Pooled testing can make COVID-19 surveillance more efficient, but is it accurate?

Pooled testing can make COVID-19 surveillance more efficient. But is it accurate?

Schools and institutions that conduct regular surveillance COVID-19 testing of their entire population go through a lot of tests. Many use an approach called “pooled testing” to make the process more efficient.

The idea is to combine samples and test them all at once using just one test. If the “pool” comes back negative for SARS-CoV-2, the coronavirus that causes COVID-19, then the whole process saves time and supplies. If the “pool” comes back positive, then individual testing still has to be done for that grouping.

But pooled testing doesn’t mean just one thing. And putting too many samples together can dilute the process. Can you trust pooled test results?

To get answers, News at Northeastern spoke with Jared Auclair, who runs Northeastern University’s COVID-19 testing facility, the Life Sciences Testing Center in Burlington, Massachusetts, and is an associate teaching professor of chemistry and chemical biology, associate dean of professional programs and graduate affairs in the College of Science, and leads the Biopharmaceutical Analysis Training Lab at Northeastern.

What are the different kinds of pool tests?

“Generally speaking, there are two types of pool testing,” Auclair says. “There’s ‘patient pool testing,’ where you put more than one swab in the same tube, and then there’s ‘lab pool testing,’ where all the swabs come to us individually and we take the liquid and mix it together in the lab.”

Northeastern’s asymptomatic surveillance testing program uses lab pool testing. Patient pool testing is often used in primary schools or take-home household PCR test kits.

Typically, pooled testing is used only with molecular tests (usually polymerase chain reaction, or PCR, tests) rather than antigen tests. That’s because, Auclair says, molecular tests are much more sensitive and can identify diluted viral material more readily.

How does pooled testing work?

With in-lab pool testing, each individual swab arrives at the lab in its own tube. Scientists then add a small amount (three milliliters in Auclair’s lab) of a liquid to the tube. That liquid will deactivate any live virus and help remove any viral material from the swab.

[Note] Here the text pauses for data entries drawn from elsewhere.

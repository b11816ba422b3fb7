//! # Error Types
//!
//! This module defines the error taxonomy for the highlight engine.
//!
//! Most of these errors never reach the host UI. Segmentation, timing and
//! annotation failures are recovered inside the component that detects them
//! (with a `tracing` event) and replaced by a safe fallback. Only playback
//! failures and configuration errors are returned to callers.
//!
//! ## Error Types
//! - `SegmentationUnavailable` - locale-aware segmentation cannot serve a locale
//! - `MalformedTiming` - exact timing is empty or inconsistent
//! - `RenderEnvironmentUnavailable` - annotation requested in a headless context
//! - `Markup` - the markup could not be tokenized
//! - `Playback` - the audio source failed; shown to the user
//! - `InvalidTransition` - a lifecycle event that the current state does not accept
//! - `Config` - invalid YAML configuration

use thiserror::Error;

use crate::playback::PlaybackStatus;

#[derive(Error, Debug, Clone, PartialEq)]
pub enum HighlightError {
    /// Locale-aware segmentation cannot handle the requested locale.
    ///
    /// Recovered by the segmenter, which falls back to whitespace splitting.
    ///
    /// # Example
    /// ```
    /// # use readalong::HighlightError;
    /// let err = HighlightError::SegmentationUnavailable { locale: "12".to_string() };
    /// assert_eq!(err.to_string(), "Locale-aware segmentation unavailable for locale '12'");
    /// ```
    #[error("Locale-aware segmentation unavailable for locale '{locale}'")]
    SegmentationUnavailable { locale: String },

    /// Exact timing entries are empty or inconsistent.
    ///
    /// Recovered by the timeline, which switches to estimated mode.
    #[error("Malformed timing: {0}")]
    MalformedTiming(String),

    /// Annotation was requested where no document can be rendered.
    #[error("Render environment unavailable")]
    RenderEnvironmentUnavailable,

    /// The markup could not be tokenized.
    ///
    /// `position` is a byte offset into the markup.
    #[error("Markup error at byte {position}: {message}")]
    Markup { position: usize, message: String },

    /// The audio source failed to load or play.
    ///
    /// # Example
    /// ```
    /// # use readalong::HighlightError;
    /// let err = HighlightError::Playback("speech service unavailable".to_string());
    /// assert_eq!(err.to_string(), "Playback error: speech service unavailable");
    /// ```
    #[error("Playback error: {0}")]
    Playback(String),

    /// A lifecycle event arrived in a state that does not accept it.
    #[error("Cannot {event} while {from}")]
    InvalidTransition {
        from: PlaybackStatus,
        event: &'static str,
    },

    /// Invalid configuration value or unreadable configuration file.
    #[error("Invalid configuration: {0}")]
    Config(String),
}
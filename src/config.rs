//! # Configuration
//!
//! Engine settings loaded from YAML.
//!
//! ```yaml
//! granularity: block
//! locale: en-US
//! estimator: sentence
//! cache-capacity: 64
//! weights:
//!   sentence-pause: 3.0
//!   clause-pause: 1.5
//! style:
//!   tag: mark
//!   background: "#fde047"
//! ```
//!
//! Every field is optional. Values are checked once, when the file is read,
//! so the engine itself never sees an unusable setting.

use std::fs;
use std::path::Path;

use serde::Deserialize;

use crate::annotate::{Annotator, HighlightStyle};
use crate::error::HighlightError;
use crate::segment::Locale;
use crate::timing::Granularity;
use crate::weight::{Estimator, WeightConfig};

/// Raw configuration for YAML deserialization
#[derive(Deserialize, Debug, Default)]
#[serde(rename_all = "kebab-case")]
struct RawConfig {
    granularity: Option<String>,
    locale: Option<String>,
    estimator: Option<String>,
    weights: Option<WeightConfig>,
    style: Option<HighlightStyle>,
    cache_capacity: Option<usize>,
}

/// Validated engine settings.
#[derive(Debug, Clone, PartialEq, Default)]
pub struct HighlightConfig {
    pub granularity: Granularity,
    pub locale: Option<String>,
    pub estimator: Estimator,
    pub weights: WeightConfig,
    pub style: HighlightStyle,
    /// Bound for the token cache; `None` is unbounded
    pub cache_capacity: Option<usize>,
}

impl HighlightConfig {
    /// Parse a YAML document.
    ///
    /// # Example
    /// ```rust
    /// use readalong::config::HighlightConfig;
    /// use readalong::Granularity;
    ///
    /// let config = HighlightConfig::from_yaml("granularity: block\nlocale: ja").unwrap();
    /// assert_eq!(config.granularity, Granularity::Block);
    /// assert_eq!(config.locale.as_deref(), Some("ja"));
    ///
    /// assert!(HighlightConfig::from_yaml("granularity: sentence").is_err());
    /// ```
    pub fn from_yaml(content: &str) -> Result<Self, HighlightError> {
        if content.trim().is_empty() {
            return Ok(Self::default());
        }

        let raw: RawConfig =
            serde_yaml::from_str(content).map_err(|e| HighlightError::Config(e.to_string()))?;

        let granularity = match raw.granularity.as_deref() {
            Some(g) => parse_granularity(g)?,
            None => Granularity::default(),
        };

        let estimator = match raw.estimator.as_deref() {
            Some(e) => parse_estimator(e)?,
            None => Estimator::default(),
        };

        if let Some(locale) = &raw.locale {
            Locale::parse(locale)
                .map_err(|_| HighlightError::Config(format!("Invalid locale: {}", locale)))?;
        }

        let weights = raw.weights.unwrap_or_default();
        validate_weights(&weights)?;

        let style = raw.style.unwrap_or_default();
        if !HighlightStyle::is_valid_tag(&style.tag) {
            return Err(HighlightError::Config(format!(
                "Invalid marker tag: {}",
                style.tag
            )));
        }

        Ok(Self {
            granularity,
            locale: raw.locale,
            estimator,
            weights,
            style,
            cache_capacity: raw.cache_capacity,
        })
    }

    /// Read and parse a YAML file.
    pub fn load(path: impl AsRef<Path>) -> Result<Self, HighlightError> {
        let path = path.as_ref();
        let content = fs::read_to_string(path).map_err(|e| {
            HighlightError::Config(format!("Cannot read {}: {}", path.display(), e))
        })?;
        Self::from_yaml(&content)
    }

    /// An annotator carrying this configuration's granularity, locale and
    /// marker style.
    pub fn annotator(&self) -> Annotator {
        Annotator::new(self.granularity)
            .with_locale(self.locale.clone())
            .with_style(self.style.clone())
    }
}

fn parse_granularity(value: &str) -> Result<Granularity, HighlightError> {
    match value.trim().to_ascii_lowercase().as_str() {
        "word" => Ok(Granularity::Word),
        "block" | "paragraph" => Ok(Granularity::Block),
        _ => Err(HighlightError::Config(format!("Invalid granularity: {}", value))),
    }
}

fn parse_estimator(value: &str) -> Result<Estimator, HighlightError> {
    match value.trim().to_ascii_lowercase().as_str() {
        "token" => Ok(Estimator::Token),
        "sentence" => Ok(Estimator::Sentence),
        _ => Err(HighlightError::Config(format!("Invalid estimator: {}", value))),
    }
}

fn validate_weights(weights: &WeightConfig) -> Result<(), HighlightError> {
    let values = [
        ("sentence-pause", weights.sentence_pause),
        ("clause-pause", weights.clause_pause),
        ("long-word-bonus", weights.long_word_bonus),
        ("very-long-word-bonus", weights.very_long_word_bonus),
    ];
    for (name, value) in values {
        if !value.is_finite() || value < 0.0 {
            return Err(HighlightError::Config(format!(
                "{} must be a non-negative number, got {}",
                name, value
            )));
        }
    }
    if weights.very_long_word_threshold < weights.long_word_threshold {
        return Err(HighlightError::Config(
            "very-long-word-threshold must not be below long-word-threshold".to_string(),
        ));
    }
    Ok(())
}
//! Highlight marker element

use quick_xml::escape::escape;
use serde::{Deserialize, Serialize};

/// How the active fragment is marked in HTML output.
///
/// The marker is an inline element carrying a class, a data attribute and an
/// inline background tint with rounded padding.
#[derive(Debug, Clone, PartialEq, Serialize, Deserialize)]
#[serde(default, rename_all = "kebab-case")]
pub struct HighlightStyle {
    pub tag: String,
    pub class_name: String,
    pub background: String,
    pub padding: String,
    pub border_radius: String,
}

impl Default for HighlightStyle {
    fn default() -> Self {
        Self {
            tag: "span".to_string(),
            class_name: "readalong-active".to_string(),
            background: "rgba(253, 224, 71, 0.45)".to_string(),
            padding: "0 0.15em".to_string(),
            border_radius: "0.25em".to_string(),
        }
    }
}

impl HighlightStyle {
    /// Inline CSS applied to the marker.
    pub fn inline_css(&self) -> String {
        format!(
            "background-color: {}; padding: {}; border-radius: {};",
            self.background, self.padding, self.border_radius
        )
    }

    pub fn open_tag(&self) -> String {
        format!(
            "<{} class=\"{}\" data-readalong-active=\"true\" style=\"{}\">",
            self.tag_name(),
            escape(&self.class_name),
            escape(&self.inline_css())
        )
    }

    pub fn close_tag(&self) -> String {
        format!("</{}>", self.tag_name())
    }

    /// Wrap already-escaped markup in the marker element.
    pub fn wrap(&self, content: &str) -> String {
        let mut out = self.open_tag();
        out.push_str(content);
        out.push_str(&self.close_tag());
        out
    }

    pub fn is_valid_tag(tag: &str) -> bool {
        !tag.is_empty()
            && tag.starts_with(|c: char| c.is_ascii_alphabetic())
            && tag.chars().all(|c| c.is_ascii_alphanumeric() || c == '-')
    }

    // An unusable tag name would corrupt the markup; use a span instead
    fn tag_name(&self) -> &str {
        if Self::is_valid_tag(&self.tag) {
            &self.tag
        } else {
            "span"
        }
    }
}
//! # Highlighter
//!
//! One text block bound to a timeline and an annotator.
//!
//! ## Purpose
//! The host calls [`Highlighter::tick`] on every clock update. The
//! highlighter projects the clock onto its units and re-renders only when the
//! active unit moved; otherwise the previous output is handed back.
//!
//! The last active index is the only state kept between ticks, and
//! [`Highlighter::reset`] clears it so a fresh play never shows a stale
//! highlight before its first tick.
//!
//! ## Related Modules
//! - `timing` - projection
//! - `annotate` - rendering
//! - `playback` - resets highlighters on stop and end

use serde::{Deserialize, Serialize};
use tracing::debug;

use crate::annotate::{units_from_tokens, AnnotatedToken, Annotator};
use crate::cache::TokenCache;
use crate::config::HighlightConfig;
use crate::timing::{Granularity, Mode, PlaybackClock, Timeline, TimingEntry, Units};

/// How the source text should be read.
#[derive(Debug, Clone, Copy, PartialEq, Eq, Default, Serialize, Deserialize)]
#[serde(rename_all = "lowercase")]
pub enum SourceKind {
    /// Plain text, rendered as a token array
    #[default]
    Plain,
    /// An HTML fragment, rendered as markup
    Html,
}

/// Output of one render.
#[derive(Debug, Clone, PartialEq, Serialize)]
#[serde(tag = "kind", content = "value", rename_all = "lowercase")]
pub enum Rendered {
    Markup(String),
    Tokens(Vec<AnnotatedToken>),
}

/// Result of one tick.
#[derive(Debug, Clone, PartialEq, Serialize)]
#[serde(rename_all = "camelCase")]
pub struct Highlight {
    pub active_index: Option<usize>,
    pub rendered: Rendered,
    /// `false` when the output is the cached render of the previous tick
    pub changed: bool,
}

#[derive(Debug, Clone)]
pub struct Highlighter {
    source: String,
    kind: SourceKind,
    config: HighlightConfig,
    annotator: Annotator,
    timeline: Timeline,
    last_active: Option<usize>,
    last_output: Option<Rendered>,
}

impl Highlighter {
    /// Segment `source` and build an estimated-mode timeline for it.
    ///
    /// # Example
    /// ```rust
    /// use readalong::{HighlightConfig, Highlighter, PlaybackClock, Rendered, SourceKind};
    ///
    /// let config = HighlightConfig::default();
    /// let mut highlighter = Highlighter::new("<p>Hello world</p>", SourceKind::Html, &config);
    ///
    /// let first = highlighter.tick(&PlaybackClock::playing(0.1, 2.0));
    /// assert_eq!(first.active_index, Some(0));
    /// assert!(first.changed);
    ///
    /// let again = highlighter.tick(&PlaybackClock::playing(0.2, 2.0));
    /// assert!(!again.changed);
    ///
    /// let stopped = highlighter.tick(&PlaybackClock::stopped(2.0));
    /// assert_eq!(stopped.active_index, None);
    /// assert_eq!(stopped.rendered, Rendered::Markup("<p>Hello world</p>".to_string()));
    /// ```
    pub fn new(source: impl Into<String>, kind: SourceKind, config: &HighlightConfig) -> Self {
        let source = source.into();
        let annotator = config.annotator();
        let units = match kind {
            SourceKind::Plain => annotator.plain_units(&source),
            SourceKind::Html => annotator.html_units(&source),
        };
        Self::from_units(source, kind, config, annotator, units)
    }

    /// Like [`Highlighter::new`], taking plain-text tokens from `cache`.
    pub fn cached(
        source: impl Into<String>,
        kind: SourceKind,
        config: &HighlightConfig,
        cache: &mut TokenCache,
    ) -> Self {
        let source = source.into();
        match kind {
            SourceKind::Plain => {
                let annotator = config.annotator();
                let tokens = cache
                    .get_or_segment(&source, config.locale.as_deref())
                    .to_vec();
                let units = units_from_tokens(tokens, config.granularity);
                Self::from_units(source, kind, config, annotator, units)
            }
            SourceKind::Html => Self::new(source, kind, config),
        }
    }

    fn from_units(
        source: String,
        kind: SourceKind,
        config: &HighlightConfig,
        annotator: Annotator,
        units: Units,
    ) -> Self {
        let timeline = build_timeline(units, config);
        debug!(
            kind = ?kind,
            units = timeline.units().tokens.len(),
            words = timeline.units().word_units.len(),
            "highlighter ready"
        );
        Self {
            source,
            kind,
            config: config.clone(),
            annotator,
            timeline,
            last_active: None,
            last_output: None,
        }
    }

    /// Use provider word timing. Unusable timing keeps estimated mode.
    pub fn with_timing(mut self, entries: Vec<TimingEntry>) -> Self {
        self.set_timing(entries);
        self
    }

    pub fn set_timing(&mut self, entries: Vec<TimingEntry>) {
        let timeline = std::mem::replace(&mut self.timeline, Timeline::new(Units::default(), Vec::new()));
        self.timeline = timeline.with_timing(entries);
        self.reset();
    }

    /// Replace the text. Timing and the cached render are dropped.
    pub fn set_source(&mut self, source: impl Into<String>, kind: SourceKind) {
        let config = self.config.clone();
        *self = Self::new(source, kind, &config);
    }

    pub fn source(&self) -> &str {
        &self.source
    }

    pub fn kind(&self) -> SourceKind {
        self.kind
    }

    pub fn granularity(&self) -> Granularity {
        self.annotator.granularity
    }

    pub fn mode(&self) -> Mode {
        self.timeline.mode()
    }

    pub fn units(&self) -> &Units {
        self.timeline.units()
    }

    /// Active index for `clock`, without rendering.
    pub fn active_index(&self, clock: &PlaybackClock) -> Option<usize> {
        self.timeline.project(clock)
    }

    /// Index rendered by the previous tick.
    pub fn last_active(&self) -> Option<usize> {
        self.last_active
    }

    pub fn tick(&mut self, clock: &PlaybackClock) -> Highlight {
        let active = self.timeline.project(clock);

        if active == self.last_active {
            if let Some(rendered) = &self.last_output {
                return Highlight {
                    active_index: active,
                    rendered: rendered.clone(),
                    changed: false,
                };
            }
        }

        let rendered = self.render(active);
        self.last_active = active;
        self.last_output = Some(rendered.clone());
        Highlight {
            active_index: active,
            rendered,
            changed: true,
        }
    }

    /// Forget the last active index and the cached render.
    pub fn reset(&mut self) {
        self.last_active = None;
        self.last_output = None;
    }

    /// Render the source with unit `active` marked.
    pub fn render(&self, active: Option<usize>) -> Rendered {
        match self.kind {
            SourceKind::Plain => Rendered::Tokens(self.annotator.render_units(self.timeline.units(), active)),
            SourceKind::Html => Rendered::Markup(self.annotator.annotate_html(&self.source, active)),
        }
    }
}

fn build_timeline(units: Units, config: &HighlightConfig) -> Timeline {
    match config.granularity {
        Granularity::Word => Timeline::estimated(units, config.estimator, &config.weights),
        Granularity::Block => {
            let weights = units.tokens.iter().map(|t| t.weight).collect();
            Timeline::new(units, weights)
        }
    }
}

The resulting mixture is what the scientists test for SARS-CoV-2. They’ll pipette some of that solution out of the original tube and into one of the little depressions in a 96-well plate. The scientists in Northeastern’s testing lab will put drops of solution from up to five different patient samples into each well, meaning that no more than five patients’ samples are mixed together. The team will then conduct PCR testing on those mixtures.

If a pool comes back negative, every patient whose sample was in that pool is given a negative result. If a pool comes back positive, the team goes back to the original swab tubes and tests them individually this time to figure out which one is actually positive—no need to concern the rest.

With patient pool testing, because all of the swabs are put together in one tube, a positive pool result means that the patients all have to swab and submit samples again, individually this time.

Is pooled testing as accurate as individual COVID-19 tests?

At Northeastern, Auclair says, the accuracy of a pooled test is “exactly identical to individual. It’s super sensitive. We can detect a low viral load.”

That’s not the case for all pooled tests, however.

“It depends on how many samples are mixed together,” Auclair explains. “We did a robust analysis and found that five was the sweet spot to mix where we didn’t lose sensitivity or specificity. But some places might pool 10. And then the sensitivity and specificity goes down.” In schools, sometimes up to 30 swabs are put into the same tube when pooled testing is done by classroom, he adds.

These inconsistencies are the reason pooled test results are often not accepted for events or travel that require a recent negative test result.

Why do pooled testing at all, then?

“Historically, people do pool testing to save money. And that’s part of the rationale here,” Auclair says. “But the other really important part of the rationale is that we’re still in a pretty significant supply-chain crunch for most of the supplies that we need for testing.

“By pooling, we’re able to reduce the amount of supplies that we have so that we can maintain testing,” he says. “We want to make sure of two things: We want to make sure that we have supplies, and we also want to make sure that other labs that need them have access, too.”

Pooled testing also helps give patients negative results more quickly, since it cuts down the amount of time to process several tests.

When do you not do pool testing?

“If the positivity rate at any given day goes over 4 percent and it’s sustained for more than three days, we’ll switch to non-pooling,” Auclair says. That’s the point at which the scientists have to rerun positive pools so frequently that they don’t end up saving time or supplies by pooling in the first place.

At the height of the omicron wave, Northeastern stopped pooling tests.

“Thankfully the positivity rate went down low enough that we could start pooling again when it did, because we were going to have significant supply-chain problems,” Auclair says.